Stanley steam cars utilized an external combustion engine where the fuel source is consumed external to the engine. A steam boiler generates great quantities of power for later use, unlike an internal combustion engine that must develop the needed power on demand. Kerosene was used to light the pilot and main burner of the external engine as it provided more heat energy than gasoline. Kerosene was also less expensive and safer. It would take at least 20 minutes to start a Stanley Steamer. Fuel consumption was approximately one gallon of water per 10 to 12 miles.

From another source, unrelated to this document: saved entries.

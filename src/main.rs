use std::sync::Arc;

use lectern_api::config::config;
use lectern_api::database::{ensure_schema, DatabaseManager};
use lectern_api::tenant::PgTenantDirectory;
use lectern_api::{app, AppState};
use tracing_subscriber::EnvFilter;

#[tokio::main]
async fn main() -> anyhow::Result<()> {
    // Load .env if present so cargo run picks up DATABASE_URL, JWT_SECRET, etc.
    let _ = dotenvy::dotenv();

    tracing_subscriber::fmt()
        .with_env_filter(
            EnvFilter::try_from_default_env().unwrap_or_else(|_| EnvFilter::new("lectern_api=info,tower_http=info")),
        )
        .init();

    let config = config();
    tracing::info!("Starting Lectern API in {:?} mode", config.environment);

    let pool = DatabaseManager::connect(&config.database).await?;
    ensure_schema(&pool).await?;

    let directory = Arc::new(PgTenantDirectory::new(pool.clone()));
    let state = AppState::new(pool, directory, &config.tenancy);

    let bind_addr = format!("0.0.0.0:{}", config.server.port);
    let listener = tokio::net::TcpListener::bind(&bind_addr).await?;
    tracing::info!("Lectern API listening on http://{}", bind_addr);

    axum::serve(listener, app(state)).await?;
    Ok(())
}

Stanley Steamer was an alternate fuel vehicle in 1923. At the turn of the 19th century steam-powered automobiles were more prevalent than those with internal combustion engines. A steam boiler with a diameter 23" produced the steam that powered the vehicle. The boiler's nominal operating steam pressure is 600 pounds. They ran on any combustible material and water, produced large amounts of torque, were quiet and light, had few parts and did not require gears. Identical twin brothers Freelan and Francis Stanley used the money they made from developing the airbrush and selling their dry photographic plate process to Eastman Kodak to create the Stanley Motor Carriage Company. Over 11,000 Stanleys were built from 1900 to 1934 when the production was closed. The Stanley Steamer on display at TNMOT is a 740B touring car. It was built in Newton, MA and the price when new was $2,750. It was donated to the museum by Richard, Bob, and Bill Abbott.